[INFORMATION SHOWN]
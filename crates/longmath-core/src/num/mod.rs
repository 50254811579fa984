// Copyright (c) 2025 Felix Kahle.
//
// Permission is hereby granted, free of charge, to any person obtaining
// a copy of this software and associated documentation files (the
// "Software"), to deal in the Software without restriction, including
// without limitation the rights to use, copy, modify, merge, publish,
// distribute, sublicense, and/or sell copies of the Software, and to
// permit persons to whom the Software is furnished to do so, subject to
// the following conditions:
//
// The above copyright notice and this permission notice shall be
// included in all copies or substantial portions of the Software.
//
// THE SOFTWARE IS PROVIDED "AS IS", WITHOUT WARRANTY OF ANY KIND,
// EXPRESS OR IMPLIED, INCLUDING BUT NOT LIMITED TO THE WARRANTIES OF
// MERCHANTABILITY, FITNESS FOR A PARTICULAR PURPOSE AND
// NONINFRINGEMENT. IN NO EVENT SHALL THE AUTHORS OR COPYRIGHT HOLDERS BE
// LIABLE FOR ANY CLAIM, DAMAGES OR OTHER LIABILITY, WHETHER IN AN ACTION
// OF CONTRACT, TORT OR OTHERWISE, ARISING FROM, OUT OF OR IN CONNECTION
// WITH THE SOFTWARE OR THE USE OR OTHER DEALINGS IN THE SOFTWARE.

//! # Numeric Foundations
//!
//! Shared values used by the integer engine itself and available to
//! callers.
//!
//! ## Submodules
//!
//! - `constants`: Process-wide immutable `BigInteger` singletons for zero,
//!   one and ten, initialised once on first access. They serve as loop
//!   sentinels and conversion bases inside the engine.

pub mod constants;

[PROMPT] Which lines in the listing above hold the word "this"? Show each of them.

[RESPONSE AREA]
// a copy of this software and associated documentation files (the
// The above copyright notice and this permission notice shall be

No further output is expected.